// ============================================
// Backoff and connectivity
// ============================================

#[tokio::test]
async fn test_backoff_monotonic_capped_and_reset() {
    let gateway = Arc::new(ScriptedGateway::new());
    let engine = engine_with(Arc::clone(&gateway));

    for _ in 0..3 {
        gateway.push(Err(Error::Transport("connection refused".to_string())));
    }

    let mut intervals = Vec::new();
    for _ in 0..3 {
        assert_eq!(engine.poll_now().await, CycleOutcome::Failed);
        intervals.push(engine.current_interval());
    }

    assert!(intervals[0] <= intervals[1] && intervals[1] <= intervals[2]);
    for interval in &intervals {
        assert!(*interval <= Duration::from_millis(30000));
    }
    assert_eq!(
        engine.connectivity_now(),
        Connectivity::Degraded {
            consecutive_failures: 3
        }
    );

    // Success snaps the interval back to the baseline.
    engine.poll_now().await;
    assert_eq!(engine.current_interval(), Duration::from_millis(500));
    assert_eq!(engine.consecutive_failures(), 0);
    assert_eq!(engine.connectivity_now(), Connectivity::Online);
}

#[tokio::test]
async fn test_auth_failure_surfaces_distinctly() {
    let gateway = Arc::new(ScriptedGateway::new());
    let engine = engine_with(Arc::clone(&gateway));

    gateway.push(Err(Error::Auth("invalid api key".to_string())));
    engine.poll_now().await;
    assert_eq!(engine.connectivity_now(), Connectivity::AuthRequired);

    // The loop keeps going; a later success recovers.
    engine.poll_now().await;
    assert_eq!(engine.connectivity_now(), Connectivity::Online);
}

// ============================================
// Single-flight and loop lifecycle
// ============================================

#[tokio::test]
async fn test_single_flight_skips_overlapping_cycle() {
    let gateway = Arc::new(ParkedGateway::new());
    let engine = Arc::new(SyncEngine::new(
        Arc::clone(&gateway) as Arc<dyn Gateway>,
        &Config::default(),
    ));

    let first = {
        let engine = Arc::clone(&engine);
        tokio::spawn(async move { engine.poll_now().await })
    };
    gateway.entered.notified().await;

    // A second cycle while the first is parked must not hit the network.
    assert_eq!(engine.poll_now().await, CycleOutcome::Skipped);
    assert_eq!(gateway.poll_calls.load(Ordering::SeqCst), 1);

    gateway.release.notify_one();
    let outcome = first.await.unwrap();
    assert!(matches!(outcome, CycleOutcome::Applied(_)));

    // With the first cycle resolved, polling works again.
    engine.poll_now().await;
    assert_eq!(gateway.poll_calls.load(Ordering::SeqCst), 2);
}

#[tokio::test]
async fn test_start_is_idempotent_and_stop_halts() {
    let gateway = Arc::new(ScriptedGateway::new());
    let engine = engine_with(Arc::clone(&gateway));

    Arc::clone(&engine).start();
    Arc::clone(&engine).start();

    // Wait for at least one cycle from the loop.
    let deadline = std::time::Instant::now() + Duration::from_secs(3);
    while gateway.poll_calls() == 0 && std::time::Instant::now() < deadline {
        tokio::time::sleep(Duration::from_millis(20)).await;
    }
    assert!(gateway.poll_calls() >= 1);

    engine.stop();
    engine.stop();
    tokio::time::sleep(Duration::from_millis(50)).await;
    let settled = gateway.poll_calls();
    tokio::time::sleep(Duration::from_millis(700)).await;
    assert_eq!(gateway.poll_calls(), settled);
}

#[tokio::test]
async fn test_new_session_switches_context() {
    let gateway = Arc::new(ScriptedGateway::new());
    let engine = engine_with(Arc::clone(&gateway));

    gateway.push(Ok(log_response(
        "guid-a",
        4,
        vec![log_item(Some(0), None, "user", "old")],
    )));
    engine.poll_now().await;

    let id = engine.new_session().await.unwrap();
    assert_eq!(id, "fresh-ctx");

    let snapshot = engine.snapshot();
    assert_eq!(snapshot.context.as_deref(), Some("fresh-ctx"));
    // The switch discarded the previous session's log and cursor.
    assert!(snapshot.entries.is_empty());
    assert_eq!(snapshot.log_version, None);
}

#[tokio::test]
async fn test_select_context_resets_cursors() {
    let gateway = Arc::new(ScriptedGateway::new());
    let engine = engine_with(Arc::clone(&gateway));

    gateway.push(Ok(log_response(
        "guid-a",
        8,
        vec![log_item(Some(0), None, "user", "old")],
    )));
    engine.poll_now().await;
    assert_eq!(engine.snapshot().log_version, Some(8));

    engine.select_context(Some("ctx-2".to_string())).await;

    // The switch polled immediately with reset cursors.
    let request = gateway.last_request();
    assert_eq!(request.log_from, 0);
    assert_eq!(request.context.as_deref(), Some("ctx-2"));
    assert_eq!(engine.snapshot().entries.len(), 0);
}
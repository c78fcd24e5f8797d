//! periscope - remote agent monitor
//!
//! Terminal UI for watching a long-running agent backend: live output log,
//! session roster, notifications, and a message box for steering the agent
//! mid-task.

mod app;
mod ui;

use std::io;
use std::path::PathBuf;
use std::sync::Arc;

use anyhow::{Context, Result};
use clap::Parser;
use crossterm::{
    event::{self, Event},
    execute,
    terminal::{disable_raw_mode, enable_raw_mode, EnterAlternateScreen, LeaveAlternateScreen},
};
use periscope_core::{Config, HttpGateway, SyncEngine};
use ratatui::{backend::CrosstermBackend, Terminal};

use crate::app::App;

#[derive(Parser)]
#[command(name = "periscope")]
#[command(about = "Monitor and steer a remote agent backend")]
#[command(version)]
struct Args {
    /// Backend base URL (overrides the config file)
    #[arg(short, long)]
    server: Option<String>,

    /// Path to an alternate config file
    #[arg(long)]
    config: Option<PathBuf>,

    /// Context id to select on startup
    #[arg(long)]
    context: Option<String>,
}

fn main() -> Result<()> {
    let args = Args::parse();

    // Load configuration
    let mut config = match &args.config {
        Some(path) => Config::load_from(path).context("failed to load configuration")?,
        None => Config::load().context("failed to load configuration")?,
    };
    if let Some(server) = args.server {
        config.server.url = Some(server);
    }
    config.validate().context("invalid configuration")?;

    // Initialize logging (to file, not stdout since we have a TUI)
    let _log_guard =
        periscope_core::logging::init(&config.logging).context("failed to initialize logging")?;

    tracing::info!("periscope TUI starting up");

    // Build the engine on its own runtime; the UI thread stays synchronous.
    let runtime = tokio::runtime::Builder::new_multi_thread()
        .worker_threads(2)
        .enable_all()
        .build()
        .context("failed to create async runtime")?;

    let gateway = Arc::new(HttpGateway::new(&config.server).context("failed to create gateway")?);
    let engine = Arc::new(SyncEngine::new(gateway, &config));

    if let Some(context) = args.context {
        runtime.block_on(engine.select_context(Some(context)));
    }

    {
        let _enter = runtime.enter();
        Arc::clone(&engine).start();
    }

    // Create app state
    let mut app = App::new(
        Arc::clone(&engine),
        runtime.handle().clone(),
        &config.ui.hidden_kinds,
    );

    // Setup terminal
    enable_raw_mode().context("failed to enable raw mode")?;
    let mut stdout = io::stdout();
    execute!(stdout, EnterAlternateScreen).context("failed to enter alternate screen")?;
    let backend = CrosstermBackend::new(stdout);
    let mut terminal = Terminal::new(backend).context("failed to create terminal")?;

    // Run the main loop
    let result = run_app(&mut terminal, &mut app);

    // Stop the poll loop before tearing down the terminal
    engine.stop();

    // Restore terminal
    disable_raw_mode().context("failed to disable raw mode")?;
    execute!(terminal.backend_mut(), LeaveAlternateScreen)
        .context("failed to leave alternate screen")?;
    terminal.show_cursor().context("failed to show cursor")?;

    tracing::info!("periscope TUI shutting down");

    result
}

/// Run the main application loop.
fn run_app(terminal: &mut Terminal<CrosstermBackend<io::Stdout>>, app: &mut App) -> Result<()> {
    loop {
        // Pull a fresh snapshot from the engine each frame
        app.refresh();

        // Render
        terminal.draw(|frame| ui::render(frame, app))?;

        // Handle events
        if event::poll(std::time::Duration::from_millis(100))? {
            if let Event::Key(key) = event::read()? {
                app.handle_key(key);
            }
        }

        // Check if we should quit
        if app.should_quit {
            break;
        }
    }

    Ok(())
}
--*--
Look above for the line with "Arc::clone(&gateway) as Arc<dyn" and the line with "gateway.release.notify_one();". Write out those two lines and all the lines between them, exactly, and no others.

        Arc::clone(&gateway) as Arc<dyn Gateway>,
        &Config::default(),
    ));

    let first = {
        let engine = Arc::clone(&engine);
        tokio::spawn(async move { engine.poll_now().await })
    };
    gateway.entered.notified().await;

    // A second cycle while the first is parked must not hit the network.
    assert_eq!(engine.poll_now().await, CycleOutcome::Skipped);
    assert_eq!(gateway.poll_calls.load(Ordering::SeqCst), 1);

    gateway.release.notify_one();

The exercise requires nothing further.